210106 to the ICO: Highways England’s Secrecy about ‘Actual Costs’

ICO-39731-F9F7 Highways England FOI 100897

The request

25/02/2020 I requested information from Highways England:

“…please provide me these ‘actual costs’, those to which you are referring.”

31/03/2020 HE responded – this was a repeat request under section 14(2) of the FOIA and refused to
comply with it.

30/04/2020 – internal review (IR), HE confirmed that it was relying on section 14(2) to refuse to comply with the request.


06/01/2021 to the ICO:

The authority repeatedly refers to actual costs, for example – https://highwaysengland.co.uk/travel-updates/third-party-claims/ extracts from which read, 30/10/2019:

‘Contracts between Highways England (and in the past the Highways Agency) and maintenance contractors have often referred to the basis of recovery as “actual” or “defined” costs. We do not have schedules of rates for the unplanned/emergency repairs specified in those contracts. This lack of transparency led to concerns in the insurance industry that drivers and insurers were not being correctly charged for repairs.’

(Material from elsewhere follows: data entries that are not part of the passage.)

//! Synthesis of the drop shadow texture shared by every decoration.
//!
//! A shadow is described by a [`ShadowSize`], a strength and a color. Each size
//! maps to a pair of blurred box shadows: a wide, soft one and a tighter one
//! nudged upwards. [`synthesize`] renders both onto one texture and cuts out
//! the area covered by the window's frame, so the texture can be drawn around
//! any window as a nine-patch by the host.
//!
//! Synthesis is deterministic. The same inputs always produce the same
//! texture, which is what lets [`ShadowCache`] share one texture among every
//! decoration using the same parameters.

mod cache;
mod renderer;

pub use cache::{ShadowCache, ShadowKey};
pub use renderer::{blur_extent, minimum_box_size, BoxShadow, BoxShadowRenderer};

use custom_debug_derive::Debug;
use tiny_skia::{BlendMode, FillRule, Paint, Pixmap, Stroke, Transform};
use tracing::{debug, instrument, warn};

use crate::config::ShadowSize;
use crate::metrics::{FRAME_RADIUS, SHADOW_OVERLAP};
use crate::types::{Color, Insets, Logical, Point, Rect, Size};
use crate::Result;

/// One blurred box of a composite shadow.
#[derive(Debug, Clone, Copy, PartialEq)]
pub struct ShadowParams {
    /// The offset of this pass from the box.
    pub offset: Point<i32, Logical>,
    /// The blur radius.
    pub radius: i32,
    /// The opacity at full strength.
    pub opacity: f64,
}

impl ShadowParams {
    const fn new(x: i32, y: i32, radius: i32, opacity: f64) -> Self {
        Self {
            offset: Point::new(x, y),
            radius,
            opacity,
        }
    }
}

/// The two passes of a shadow, and how far the whole shadow is shifted.
#[derive(Debug, Clone, Copy, PartialEq)]
pub struct CompositeShadowParams {
    /// The offset of the whole shadow from the window.
    pub offset: Point<i32, Logical>,
    /// The wide pass.
    pub shadow1: ShadowParams,
    /// The tight pass.
    pub shadow2: ShadowParams,
}

impl CompositeShadowParams {
    const fn new(x: i32, y: i32, shadow1: ShadowParams, shadow2: ShadowParams) -> Self {
        Self {
            offset: Point::new(x, y),
            shadow1,
            shadow2,
        }
    }

    /// Whether this describes no shadow at all.
    pub fn is_none(&self) -> bool {
        self.shadow1.radius == 0 && self.shadow2.radius == 0
    }
}

const SHADOW_PARAMS: [CompositeShadowParams; 5] = [
    // None
    CompositeShadowParams::new(0, 0, ShadowParams::new(0, 0, 0, 0.0), ShadowParams::new(0, 0, 0, 0.0)),
    // Small
    CompositeShadowParams::new(0, 4, ShadowParams::new(0, 0, 16, 1.0), ShadowParams::new(0, -2, 8, 0.4)),
    // Medium
    CompositeShadowParams::new(0, 8, ShadowParams::new(0, 0, 32, 0.9), ShadowParams::new(0, -4, 16, 0.3)),
    // Large
    CompositeShadowParams::new(0, 12, ShadowParams::new(0, 0, 48, 0.8), ShadowParams::new(0, -6, 24, 0.2)),
    // VeryLarge
    CompositeShadowParams::new(0, 16, ShadowParams::new(0, 0, 64, 0.7), ShadowParams::new(0, -8, 32, 0.1)),
];

/// Looks up the passes for `size`.
pub fn lookup_shadow_params(size: ShadowSize) -> CompositeShadowParams {
    SHADOW_PARAMS[size as usize]
}

/// Looks up the passes for a raw size index, falling back to
/// [`ShadowSize::Large`] for indices that name no size.
pub fn lookup_shadow_params_index(index: i64) -> CompositeShadowParams {
    use crate::config::ConfigEnum;
    lookup_shadow_params(ShadowSize::from_index(index))
}

/// A synthesized shadow, ready to be handed to the host.
#[derive(Debug, Clone, Default)]
pub struct ShadowDescriptor {
    /// The offset of the whole shadow from the window.
    pub offset: Point<i32, Logical>,
    /// The size of the box the shadow was rendered around.
    pub box_size: Size<i32, Logical>,
    /// How far the texture extends past the window on each side.
    pub padding: Insets,
    /// The area cut out of the texture, where the frame is drawn.
    pub hole: Rect,
    /// A 1x1 rect at the center of the texture, for the host's shadow atlas.
    pub inner_rect: Rect,
    /// The texture, or `None` for no shadow.
    #[debug(skip)]
    pub texture: Option<Pixmap>,
}

impl ShadowDescriptor {
    /// The descriptor of no shadow: no texture and zero padding.
    pub fn empty() -> Self {
        Self::default()
    }

    /// Whether there is no shadow to draw.
    pub fn is_empty(&self) -> bool {
        self.texture.is_none()
    }

    /// The size of the texture.
    pub fn texture_size(&self) -> Size<i32, Logical> {
        self.texture
            .as_ref()
            .map(|t| Size::new(t.width() as i32, t.height() as i32))
            .unwrap_or_default()
    }
}

/// Synthesizes the shadow texture for the given parameters.
///
/// A size of [`ShadowSize::None`] yields the empty descriptor. So does an
/// allocation failure, which is logged.
#[instrument(target = "shadow", level = "trace", skip_all, fields(?size, strength))]
pub fn synthesize(size: ShadowSize, strength: u8, color: Color) -> ShadowDescriptor {
    let params = lookup_shadow_params(size);
    if params.is_none() {
        return ShadowDescriptor::empty()
    }

    match render(&params, strength, color) {
        Ok(descriptor) => {
            debug!(
                target: "shadow",
                "synthesized {size} shadow, texture {:?}, padding {:?}",
                descriptor.texture_size(), descriptor.padding
            );
            descriptor
        }
        Err(e) => {
            warn!(target: "shadow", "could not synthesize shadow: {e}");
            ShadowDescriptor::empty()
        }
    }
}

fn render(params: &CompositeShadowParams, strength: u8, color: Color) -> Result<ShadowDescriptor> {
    let strength = strength as f64 / 255.0;
    let box_size = minimum_box_size(params.shadow1.radius)
        .expanded_to(minimum_box_size(params.shadow2.radius));

    let mut renderer = BoxShadowRenderer::new(box_size, FRAME_RADIUS + 0.5);
    for pass in [params.shadow1, params.shadow2] {
        renderer.add_shadow(BoxShadow {
            offset: pass.offset,
            radius: pass.radius,
            color: color.with_alpha_f(pass.opacity * strength),
        });
    }

    let Some(mut texture) = renderer.render()? else {
        return Ok(ShadowDescriptor::empty())
    };

    let outer = Rect::new(0, 0, texture.width() as i32, texture.height() as i32);
    let box_rect = renderer::centered(box_size, outer);

    // Right and bottom edges here are inclusive.
    let (outer_right, outer_bottom) = (outer.right() - 1, outer.bottom() - 1);
    let (box_right, box_bottom) = (box_rect.right() - 1, box_rect.bottom() - 1);
    let padding = Insets::new(
        box_rect.x() - outer.x() - SHADOW_OVERLAP - params.offset.x,
        box_rect.y() - outer.y() - SHADOW_OVERLAP - params.offset.y,
        outer_right - box_right - SHADOW_OVERLAP + params.offset.x,
        outer_bottom - box_bottom - SHADOW_OVERLAP + params.offset.y,
    );
    let hole = outer.shrunk_by(padding);

    // Cut out the frame.
    if let Some(path) = renderer::rounded_rect(hole, FRAME_RADIUS + 0.5) {
        let mut paint = Paint::default();
        paint.set_color_rgba8(0, 0, 0, 255);
        paint.anti_alias = true;
        paint.blend_mode = BlendMode::DestinationOut;
        texture.fill_path(&path, &paint, FillRule::Winding, Transform::identity(), None);
    }

    // Outline the frame.
    if let Some(path) = renderer::rounded_rect(hole, FRAME_RADIUS - 0.5) {
        let (r, g, b, a) = color.with_alpha_f(0.2 * strength).rgba();
        let mut paint = Paint::default();
        paint.set_color_rgba8(r, g, b, a);
        paint.anti_alias = true;
        let stroke = Stroke {
            width: 1.0,
            ..Default::default()
        };
        texture.stroke_path(&path, &paint, &stroke, Transform::identity(), None);
    }

    let center = outer.center();
    Ok(ShadowDescriptor {
        offset: params.offset,
        box_size,
        padding,
        hole,
        inner_rect: Rect::new(center.x, center.y, 1, 1),
        texture: Some(texture),
    })
}

#[cfg(test)]
mod tests {
    use super::*;
    use strum::IntoEnumIterator;

    #[test]
    fn test_params_table() {
        assert!(lookup_shadow_params(ShadowSize::None).is_none());
        assert_eq!(lookup_shadow_params(ShadowSize::Medium).shadow1.radius, 32);
        assert_eq!(lookup_shadow_params_index(12), lookup_shadow_params(ShadowSize::Large));
        assert_eq!(lookup_shadow_params_index(-3), lookup_shadow_params(ShadowSize::Large));
    }

    #[test_log::test]
    fn test_none_is_empty() {
        for strength in [0u8, 128, 255] {
            let d = synthesize(ShadowSize::None, strength, Color::BLACK);
            assert!(d.is_empty());
            assert_eq!(d.padding, Insets::zeroed());
            assert_eq!(d.texture_size(), Size::zeroed());
        }
    }

    #[test_log::test]
    fn test_large_geometry() {
        let d = synthesize(ShadowSize::Large, 255, Color::BLACK);

        assert_eq!(d.box_size, Size::new(137, 137));
        assert_eq!(d.texture_size(), Size::new(273, 273));
        assert_eq!(d.padding, Insets::new(65, 53, 65, 77));
        assert!(d.padding.is_positive());
        assert_eq!(d.inner_rect, Rect::new(136, 136, 1, 1));

        let size = d.texture_size();
        let inner_center = d.inner_rect.center();
        assert!((inner_center.x - (size.width - 1) / 2).abs() <= 1);
        assert!((inner_center.y - (size.height - 1) / 2).abs() <= 1);
    }

    #[test]
    fn test_synthesis_is_deterministic() {
        for size in ShadowSize::iter() {
            for strength in [0u8, 77, 255] {
                let a = synthesize(size, strength, Color::BLACK);
                let b = synthesize(size, strength, Color::BLACK);

                assert_eq!(a.padding, b.padding);
                assert!(a.padding.is_non_negative());
                assert_eq!(
                    a.texture.as_ref().map(|t| t.data().to_vec()),
                    b.texture.as_ref().map(|t| t.data().to_vec()),
                );
            }
        }
    }

    #[test]
    fn test_hole_is_cut_out() {
        let d = synthesize(ShadowSize::Small, 255, Color::BLACK);
        let texture = d.texture.as_ref().unwrap();
        let w = texture.width() as usize;

        let center = d.hole.center();
        let px = texture.pixels()[center.y as usize * w + center.x as usize];
        assert_eq!(px.alpha(), 0);

        // just outside the hole, the shadow is visible
        let below = d.hole.bottom() as usize + 2;
        let px = texture.pixels()[below * w + center.x as usize];
        assert!(px.alpha() > 0);
    }
}
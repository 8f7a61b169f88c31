//! The painter adapter decorations draw through.
//!
//! toarudeco does not rasterize anything itself. Decorations and buttons
//! describe what they draw as [`Path`]s and text runs, and hand them to a
//! [`Painter`] supplied by the host. [`SkiaPainter`] is a `tiny-skia`
//! implementation used by the preview binary.

mod skia;

#[cfg(test)]
pub(crate) mod testing;

pub use skia::SkiaPainter;

use crate::types::{Color, PointF, RectF};

bitflags! {
    /// How text is aligned within its rectangle.
    #[derive(Debug, Clone, Copy, PartialEq, Eq, Hash, Default)]
    pub struct Alignment: u8 {
        /// Against the left edge.
        const LEFT    = 1 << 0;
        /// Against the right edge.
        const RIGHT   = 1 << 1;
        /// Centered horizontally.
        const HCENTER = 1 << 2;
        /// Against the top edge.
        const TOP     = 1 << 3;
        /// Against the bottom edge.
        const BOTTOM  = 1 << 4;
        /// Centered vertically.
        const VCENTER = 1 << 5;
        /// Centered both ways.
        const CENTER  = Self::HCENTER.bits() | Self::VCENTER.bits();
    }
}

/// How a new clip rect combines with the current clip.
#[derive(Debug, Clone, Copy, PartialEq, Eq, Hash, Default)]
pub enum ClipOp {
    /// Discard the current clip.
    Replace,
    /// Keep only the area inside both.
    #[default]
    Intersect,
}

/// The shape of the ends of stroked lines.
#[allow(missing_docs)]
#[derive(Debug, Clone, Copy, PartialEq, Eq, Hash, Default)]
pub enum LineCap {
    #[default]
    Flat,
    Round,
    Square,
}

/// How a stroke is drawn.
#[derive(Debug, Clone, Copy, PartialEq)]
pub struct Pen {
    /// The stroke color.
    pub color: Color,
    /// The stroke width, in the current coordinate space.
    pub width: f32,
    /// The shape of line ends.
    pub cap: LineCap,
}

impl Pen {
    /// A flat-capped pen.
    pub fn new(color: Color, width: f32) -> Self {
        Self { color, width, cap: LineCap::Flat }
    }

    /// The same pen with round caps.
    #[must_use]
    pub fn round(mut self) -> Self {
        self.cap = LineCap::Round;
        self
    }
}

/// How a path is filled and stroked.
#[derive(Debug, Clone, Copy, PartialEq)]
pub struct Style {
    /// The fill color, if filled.
    pub fill: Option<Color>,
    /// The stroke, if stroked.
    pub stroke: Option<Pen>,
    /// Whether edges are anti-aliased.
    pub antialias: bool,
}

impl Style {
    /// A solid, anti-aliased fill.
    pub fn fill(color: Color) -> Self {
        Self { fill: Some(color), stroke: None, antialias: true }
    }

    /// An anti-aliased stroke.
    pub fn stroke(pen: Pen) -> Self {
        Self { fill: None, stroke: Some(pen), antialias: true }
    }

    /// The same style with anti-aliasing switched off.
    #[must_use]
    pub fn aliased(mut self) -> Self {
        self.antialias = false;
        self
    }

    /// The same style with a stroke added.
    #[must_use]
    pub fn with_stroke(mut self, pen: Pen) -> Self {
        self.stroke = Some(pen);
        self
    }
}

/// A single element of a [`Path`].
#[derive(Debug, Clone, Copy, PartialEq)]
pub enum PathCmd {
    /// Starts a new subpath.
    MoveTo(PointF),
    /// A straight line from the current point.
    LineTo(PointF),
    /// A cubic Bézier curve from the current point.
    CubicTo(PointF, PointF, PointF),
    /// An elliptical arc.
    ///
    /// The ellipse is inscribed in `rect`. Angles are in degrees, counter-clockwise
    /// from the 3 o'clock position. If the path is not empty, a line joins the
    /// current point to the start of the arc.
    ArcTo {
        /// The bounding rect of the ellipse.
        rect: RectF,
        /// The angle the arc starts at.
        start: f32,
        /// The angle the arc spans. Negative values run clockwise.
        sweep: f32,
    },
    /// Closes the current subpath.
    Close,
}

/// A vector path.
#[derive(Debug, Clone, PartialEq, Default)]
pub struct Path {
    cmds: Vec<PathCmd>,
}

impl Path {
    /// Creates an empty path.
    pub fn new() -> Self {
        Self::default()
    }

    /// The commands making up this path.
    pub fn commands(&self) -> &[PathCmd] {
        &self.cmds
    }

    /// Whether the path has no commands.
    pub fn is_empty(&self) -> bool {
        self.cmds.is_empty()
    }

    /// Starts a new subpath at `(x, y)`.
    pub fn move_to(&mut self, x: f32, y: f32) -> &mut Self {
        self.cmds.push(PathCmd::MoveTo(PointF::new(x, y)));
        self
    }

    /// Adds a line to `(x, y)`.
    pub fn line_to(&mut self, x: f32, y: f32) -> &mut Self {
        self.cmds.push(PathCmd::LineTo(PointF::new(x, y)));
        self
    }

    /// Adds a cubic curve through the control points `c1` and `c2` to `to`.
    pub fn cubic_to(&mut self, c1: PointF, c2: PointF, to: PointF) -> &mut Self {
        self.cmds.push(PathCmd::CubicTo(c1, c2, to));
        self
    }

    /// Adds an arc of the ellipse inscribed in `rect`. See [`PathCmd::ArcTo`].
    pub fn arc_to(&mut self, rect: RectF, start: f32, sweep: f32) -> &mut Self {
        self.cmds.push(PathCmd::ArcTo { rect, start, sweep });
        self
    }

    /// Closes the current subpath.
    pub fn close(&mut self) -> &mut Self {
        self.cmds.push(PathCmd::Close);
        self
    }

    /// A rectangle.
    pub fn rect(r: RectF) -> Self {
        let mut path = Path::new();
        path.move_to(r.x(), r.y())
            .line_to(r.right(), r.y())
            .line_to(r.right(), r.bottom())
            .line_to(r.x(), r.bottom())
            .close();
        path
    }

    /// A rectangle with circular corners of `radius`.
    pub fn rounded_rect(r: RectF, radius: f32) -> Self {
        let radius = radius.min(r.width() / 2.0).min(r.height() / 2.0);
        if radius <= 0.0 {
            return Path::rect(r)
        }
        let d = 2.0 * radius;
        let corner = |x: f32, y: f32| RectF::new(x, y, d, d);

        let mut path = Path::new();
        path.arc_to(corner(r.right() - d, r.y()), 0.0, 90.0)
            .arc_to(corner(r.x(), r.y()), 90.0, 90.0)
            .arc_to(corner(r.x(), r.bottom() - d), 180.0, 90.0)
            .arc_to(corner(r.right() - d, r.bottom() - d), 270.0, 90.0)
            .close();
        path
    }

    /// The ellipse inscribed in `r`.
    pub fn ellipse(r: RectF) -> Self {
        let mut path = Path::new();
        path.arc_to(r, 0.0, 360.0).close();
        path
    }

    /// A straight line.
    pub fn line(from: PointF, to: PointF) -> Self {
        let mut path = Path::new();
        path.move_to(from.x, from.y).line_to(to.x, to.y);
        path
    }

    /// An open arc of the ellipse inscribed in `r`.
    pub fn arc(r: RectF, start: f32, sweep: f32) -> Self {
        let mut path = Path::new();
        path.arc_to(r, start, sweep);
        path
    }

    /// A closed polygon through `points`.
    pub fn polygon(points: &[PointF]) -> Self {
        let mut path = Path::new();
        let mut iter = points.iter();
        if let Some(first) = iter.next() {
            path.move_to(first.x, first.y);
            for p in iter {
                path.line_to(p.x, p.y);
            }
            path.close();
        }
        path
    }
}

/// Splits an arc into cubic Bézier segments of at most 90 degrees.
///
/// Returns the start point of the arc, followed by the `(c1, c2, to)`
/// control points of each segment.
pub fn arc_to_cubics(rect: RectF, start: f32, sweep: f32) -> (PointF, Vec<(PointF, PointF, PointF)>) {
    let (rx, ry) = (rect.width() as f64 / 2.0, rect.height() as f64 / 2.0);
    let (cx, cy) = (rect.x() as f64 + rx, rect.y() as f64 + ry);

    // y grows downwards, so counter-clockwise angles subtract from y.
    let point = |a: f64| PointF::new((cx + rx * a.cos()) as f32, (cy - ry * a.sin()) as f32);
    let tangent = |a: f64| (-rx * a.sin(), -ry * a.cos());

    let start = (start as f64).to_radians();
    let sweep = (sweep as f64).to_radians();
    let count = (sweep.abs() / std::f64::consts::FRAC_PI_2).ceil().max(1.0) as usize;
    let step = sweep / count as f64;
    let k = 4.0 / 3.0 * (step / 4.0).tan();

    let segments = (0..count)
        .map(|i| {
            let a = start + step * i as f64;
            let b = a + step;
            let (p0, p3) = (point(a), point(b));
            let (da, db) = (tangent(a), tangent(b));
            let c1 = PointF::new(p0.x + (k * da.0) as f32, p0.y + (k * da.1) as f32);
            let c2 = PointF::new(p3.x - (k * db.0) as f32, p3.y - (k * db.1) as f32);
            (c1, c2, p3)
        })
        .collect();

    (point(start), segments)
}

/// A surface that decorations draw on.
///
/// Implementors provide a handful of primitives; shape helpers are
/// built on top of [`draw_path`](Painter::draw_path).
pub trait Painter {
    /// Pushes the current transform and clip.
    fn save(&mut self);

    /// Pops the transform and clip pushed by the last [`save`](Painter::save).
    fn restore(&mut self);

    /// Moves the origin by `(dx, dy)`.
    fn translate(&mut self, dx: f32, dy: f32);

    /// Scales the coordinate space.
    fn scale(&mut self, sx: f32, sy: f32);

    /// Restricts drawing to `rect`.
    fn set_clip_rect(&mut self, rect: RectF, op: ClipOp);

    /// Makes `rect` fully transparent.
    fn clear_rect(&mut self, rect: RectF);

    /// Fills and/or strokes `path`.
    fn draw_path(&mut self, path: &Path, style: &Style);

    /// Draws a single line of `text` aligned within `rect`.
    fn draw_text(&mut self, rect: RectF, align: Alignment, text: &str, color: Color);

    /// Draws a rectangle.
    fn draw_rect(&mut self, rect: RectF, style: &Style) {
        self.draw_path(&Path::rect(rect), style)
    }

    /// Draws a rectangle with rounded corners.
    fn draw_rounded_rect(&mut self, rect: RectF, radius: f32, style: &Style) {
        self.draw_path(&Path::rounded_rect(rect, radius), style)
    }

    /// Draws the ellipse inscribed in `rect`.
    fn draw_ellipse(&mut self, rect: RectF, style: &Style) {
        self.draw_path(&Path::ellipse(rect), style)
    }

    /// Draws a straight line.
    fn draw_line(&mut self, from: PointF, to: PointF, pen: Pen, antialias: bool) {
        let style = Style { fill: None, stroke: Some(pen), antialias };
        self.draw_path(&Path::line(from, to), &style)
    }

    /// Draws an open arc. Angles are in degrees, see [`PathCmd::ArcTo`].
    fn draw_arc(&mut self, rect: RectF, start: f32, sweep: f32, pen: Pen, antialias: bool) {
        let style = Style { fill: None, stroke: Some(pen), antialias };
        self.draw_path(&Path::arc(rect, start, sweep), &style)
    }

    /// Draws a closed polygon.
    fn draw_polygon(&mut self, points: &[PointF], style: &Style) {
        self.draw_path(&Path::polygon(points), style)
    }

    /// Draws the decorated window's icon in `rect`, tinted with `tint`.
    ///
    /// Only the host knows the icon, so hosts should override this.
    /// By default, a rounded square stands in for it.
    fn draw_client_icon(&mut self, rect: RectF, tint: Color) {
        let inset = rect.width().min(rect.height()) / 6.0;
        let r = RectF::new(
            rect.x() + inset,
            rect.y() + inset,
            rect.width() - 2.0 * inset,
            rect.height() - 2.0 * inset,
        );
        self.draw_rounded_rect(r, inset, &Style::fill(tint))
    }
}
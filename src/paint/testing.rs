//! A painter that records what is drawn, for tests.

use crate::types::{Color, RectF};

use super::{Alignment, ClipOp, Painter, Path, Style};

#[derive(Debug, Clone, PartialEq)]
pub(crate) enum Op {
    Save,
    Restore,
    Translate(f32, f32),
    Scale(f32, f32),
    Clip(RectF, ClipOp),
    Clear(RectF),
    Path(Path, Style),
    Text {
        rect: RectF,
        align: Alignment,
        text: String,
        color: Color,
    },
    ClientIcon(RectF, Color),
}

#[derive(Debug, Default)]
pub(crate) struct RecordingPainter {
    pub ops: Vec<Op>,
}

impl RecordingPainter {
    pub fn new() -> Self {
        Self::default()
    }

    pub fn texts(&self) -> Vec<&Op> {
        self.ops.iter().filter(|op| matches!(op, Op::Text { .. })).collect()
    }

    pub fn paths(&self) -> impl Iterator<Item = (&Path, &Style)> {
        self.ops.iter().filter_map(|op| match op {
            Op::Path(p, s) => Some((p, s)),
            _ => None,
        })
    }

    /// Whether every save was matched by a restore.
    pub fn is_balanced(&self) -> bool {
        let mut depth = 0i32;
        for op in &self.ops {
            match op {
                Op::Save => depth += 1,
                Op::Restore => depth -= 1,
                _ => {}
            }
            if depth < 0 {
                return false
            }
        }
        depth == 0
    }
}

impl Painter for RecordingPainter {
    fn save(&mut self) {
        self.ops.push(Op::Save);
    }

    fn restore(&mut self) {
        self.ops.push(Op::Restore);
    }

    fn translate(&mut self, dx: f32, dy: f32) {
        self.ops.push(Op::Translate(dx, dy));
    }

    fn scale(&mut self, sx: f32, sy: f32) {
        self.ops.push(Op::Scale(sx, sy));
    }

    fn set_clip_rect(&mut self, rect: RectF, op: ClipOp) {
        self.ops.push(Op::Clip(rect, op));
    }

    fn clear_rect(&mut self, rect: RectF) {
        self.ops.push(Op::Clear(rect));
    }

    fn draw_path(&mut self, path: &Path, style: &Style) {
        self.ops.push(Op::Path(path.clone(), *style));
    }

    fn draw_text(&mut self, rect: RectF, align: Alignment, text: &str, color: Color) {
        self.ops.push(Op::Text {
            rect,
            align,
            text: text.to_string(),
            color,
        });
    }

    fn draw_client_icon(&mut self, rect: RectF, tint: Color) {
        self.ops.push(Op::ClientIcon(rect, tint));
    }
}
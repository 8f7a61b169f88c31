//! Types and helpers for configuring decorations.
//!
//! Configuration comes in two parts: [`DecorationConfig`], the user's
//! choices for this decoration theme, and [`DecorationSettings`], the values
//! the host compositor decides for every decoration it draws.

mod config;
mod section;
mod settings;

#[doc(inline)]
pub use config::*;
#[doc(inline)]
pub use section::ConfigSection;
#[doc(inline)]
pub use settings::{DecorationSettings, FixedFontMetrics, FontMetrics};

We will revert to pursuing claims based on the actual cost of carrying out the repairs and will continue to explore options for a transparent and equitable set of rates.

I have noted the Authority’s position since 01/2019; that there are no schedules of rates (stated above) and that this led to a lack of transparency. The NSoRC, of 2019, sprung from the stated ‘discovery’ of the absence of rate; that the Authority appeared concerned (surprised?) that they had no agreed pricing for damage to Crown property (DCP) matters in an ASC (contract) since 2012.  Staggering, if true (which it is not) given we had been raising the issue of rates since 2014.  But the NSoRC was intended to address this lack of transparency and gave rise to a schedule – more about the NSoRC can be read here.

As for this request for the ‘actual rates’, 31/03/2020, I received an anonymous response:

We are refusing this request in accordance with the exemption contained at Section 14(2) of the Freedom of Information Act 2000 (FOIA) on the grounds that it is identical, or substantially similar, to a request you have previously made.

Our response, to your previous request received on 11 December 2018, (reference 768,020) covered this point and was further explained in the internal review dated 7 February 2019 (reference 768,416). I attach a copy of this review for your reference.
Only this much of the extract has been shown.